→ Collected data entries
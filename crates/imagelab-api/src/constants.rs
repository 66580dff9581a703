//! API constants

/// Prefix for every JSON and file route except the index and health check.
pub const API_PREFIX: &str = "/api";

/// Version reported by the index route.
pub const API_VERSION: &str = env!("CARGO_PKG_VERSION");

/// Multipart field that carries uploaded files.
pub const UPLOAD_FIELD: &str = "files";

/// Name of the archive returned by batch downloads.
pub const BATCH_ARCHIVE_NAME: &str = "images.zip";

/// Response header listing requested files that were not found for a batch download.
pub const MISSING_FILES_HEADER: &str = "x-missing-files";
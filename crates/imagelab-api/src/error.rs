//! HTTP error response conversion
//!
//! This module provides HTTP-specific error response conversion for AppError.
//!
//! **Preferred handler pattern:** Return `Result<impl IntoResponse, HttpAppError>`. Crate
//! errors (`ProcessingError`, `StorageError`) convert with `?` and
//! render consistently (status, body, logging).

use axum::{
    extract::rejection::JsonRejection,
    extract::{FromRequest, Request},
    http::StatusCode,
    response::{IntoResponse, Response},
    Json,
};
use imagelab_core::{AppError, ErrorMetadata, LogLevel};
use imagelab_processing::ProcessingError;
use imagelab_storage::StorageError;
use serde::{de::DeserializeOwned, Serialize};

#[derive(Debug, Serialize)]
pub struct ErrorResponse {
    pub error: String,
    #[serde(skip_serializing_if = "Option::is_none")]
    pub details: Option<String>,
    #[serde(skip_serializing_if = "Option::is_none")]
    pub error_type: Option<String>,
    /// Machine-readable error code for programmatic handling
    pub code: String,
    /// Whether this error is recoverable (can be retried)
    pub recoverable: bool,
    #[serde(skip_serializing_if = "Option::is_none")]
    pub suggested_action: Option<String>,
}

/// Wrapper type for AppError to implement IntoResponse
/// This is necessary because of Rust's orphan rules - we can't implement
/// IntoResponse (external trait) for AppError (external type from imagelab-core)
#[derive(Debug)]
pub struct HttpAppError(pub AppError);

impl From<AppError> for HttpAppError {
    fn from(err: AppError) -> Self {
        HttpAppError(err)
    }
}

impl From<anyhow::Error> for HttpAppError {
    fn from(err: anyhow::Error) -> Self {
        HttpAppError(AppError::InternalWithSource {
            message: err.to_string(),
            source: err,
        })
    }
}

/// Convert JSON body deserialization failures into a 400 with our ErrorResponse format.
impl From<JsonRejection> for HttpAppError {
    fn from(rejection: JsonRejection) -> Self {
        HttpAppError(AppError::InvalidInput(format!(
            "Invalid request body: {}",
            rejection.body_text()
        )))
    }
}

/// JSON body extractor that returns our ErrorResponse format (400 + JSON) on deserialization failure.
#[derive(Debug, Clone, Copy)]
pub struct ValidatedJson<T>(pub T);

impl<T, S> FromRequest<S> for ValidatedJson<T>
where
    T: DeserializeOwned + Send,
    S: Send + Sync,
    Json<T>: FromRequest<S, Rejection = JsonRejection>,
{
    type Rejection = HttpAppError;

    async fn from_request(req: Request, state: &S) -> Result<Self, Self::Rejection> {
        let Json(inner) = Json::<T>::from_request(req, state)
            .await
            .map_err(HttpAppError::from)?;
        Ok(ValidatedJson(inner))
    }
}

fn log_error(error: &AppError) {
    let error_type = error.error_type();
    match error.log_level() {
        LogLevel::Debug => {
            tracing::debug!(error = %error, error_type = error_type, "Error occurred");
        }
        LogLevel::Warn => {
            tracing::warn!(error = %error, error_type = error_type, "Error occurred");
        }
        LogLevel::Error => {
            tracing::error!(error = %error, error_type = error_type, "Error occurred");
        }
    }
}

fn is_production_env() -> bool {
    std::env::var("ENVIRONMENT")
        .or_else(|_| std::env::var("APP_ENV"))
        .map(|env| env.to_lowercase() == "production" || env.to_lowercase() == "prod")
        .unwrap_or(false)
}

impl IntoResponse for HttpAppError {
    fn into_response(self) -> Response {
        let app_error = &self.0;
        let is_production = is_production_env();

        let status = StatusCode::from_u16(app_error.http_status_code())
            .unwrap_or(StatusCode::INTERNAL_SERVER_ERROR);

        log_error(app_error);

        // Details are never shown in production, nor for sensitive errors elsewhere.
        let (details, error_type) = if is_production || app_error.is_sensitive() {
            (None, None)
        } else {
            (
                Some(app_error.detailed_message()),
                Some(app_error.error_type().to_string()),
            )
        };

        let body = Json(ErrorResponse {
            error: app_error.client_message(),
            details,
            error_type,
            code: app_error.error_code().to_string(),
            recoverable: app_error.is_recoverable(),
            suggested_action: app_error.suggested_action().map(String::from),
        });

        (status, body).into_response()
    }
}

// Convert domain errors to HttpAppError (avoids orphan rule: we impl for local HttpAppError)

impl From<StorageError> for HttpAppError {
    fn from(err: StorageError) -> Self {
        let app = match err {
            StorageError::NotFound(msg) => AppError::NotFound(msg),
            StorageError::WriteFailed(msg) => AppError::Storage(msg),
            StorageError::ReadFailed(msg) => AppError::Storage(msg),
            StorageError::DeleteFailed(msg) => AppError::Storage(msg),
            StorageError::InvalidKey(msg) => AppError::InvalidInput(msg),
            StorageError::IoError(err) => AppError::Internal(format!("IO error: {}", err)),
            StorageError::ConfigError(msg) => AppError::Internal(msg),
        };
        HttpAppError(app)
    }
}

impl From<ProcessingError> for HttpAppError {
    fn from(err: ProcessingError) -> Self {
        let message = err.to_string();
        let app = match err {
            ProcessingError::NotFound(name) => AppError::NotFound(format!("File {} not found", name)),
            ProcessingError::UnknownOperation(name) => AppError::UnknownOperation(name),
            ProcessingError::UnknownPreset(name) => AppError::UnknownPreset(name),
            ProcessingError::InvalidParameter { .. } => AppError::InvalidParameter(message),
            ProcessingError::InvalidFilename(_)
            | ProcessingError::TooManyFiles { .. }
            | ProcessingError::UnsupportedFormat(_) => AppError::InvalidInput(message),
            ProcessingError::Decode(_) | ProcessingError::Encode(_) => {
                AppError::ImageProcessing(message)
            }
            ProcessingError::DetectorUnavailable(_) => AppError::Unavailable(message),
            ProcessingError::Archive(_) | ProcessingError::Task(_) => AppError::Internal(message),
            ProcessingError::Storage(err) => return HttpAppError::from(err),
        };
        HttpAppError(app)
    }
}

→ Task brief
From the records above, extract exactly and only the lines that begin at the line with "pub const MISSING_FILES_HEADER: &str" and stop after the line with "to implement IntoResponse".

→ Solution for this exercise
pub const MISSING_FILES_HEADER: &str = "x-missing-files";
filename crates/imagelab-api/src/error.rs
//! HTTP error response conversion
//!
//! This module provides HTTP-specific error response conversion for AppError.
//!
//! **Preferred handler pattern:** Return `Result<impl IntoResponse, HttpAppError>`. Crate
//! errors (`ProcessingError`, `StorageError`) convert with `?` and
//! render consistently (status, body, logging).

use axum::{
    extract::rejection::JsonRejection,
    extract::{FromRequest, Request},
    http::StatusCode,
    response::{IntoResponse, Response},
    Json,
};
use imagelab_core::{AppError, ErrorMetadata, LogLevel};
use imagelab_processing::ProcessingError;
use imagelab_storage::StorageError;
use serde::{de::DeserializeOwned, Serialize};

#[derive(Debug, Serialize)]
pub struct ErrorResponse {
    pub error: String,
    #[serde(skip_serializing_if = "Option::is_none")]
    pub details: Option<String>,
    #[serde(skip_serializing_if = "Option::is_none")]
    pub error_type: Option<String>,
    /// Machine-readable error code for programmatic handling
    pub code: String,
    /// Whether this error is recoverable (can be retried)
    pub recoverable: bool,
    #[serde(skip_serializing_if = "Option::is_none")]
    pub suggested_action: Option<String>,
}

/// Wrapper type for AppError to implement IntoResponse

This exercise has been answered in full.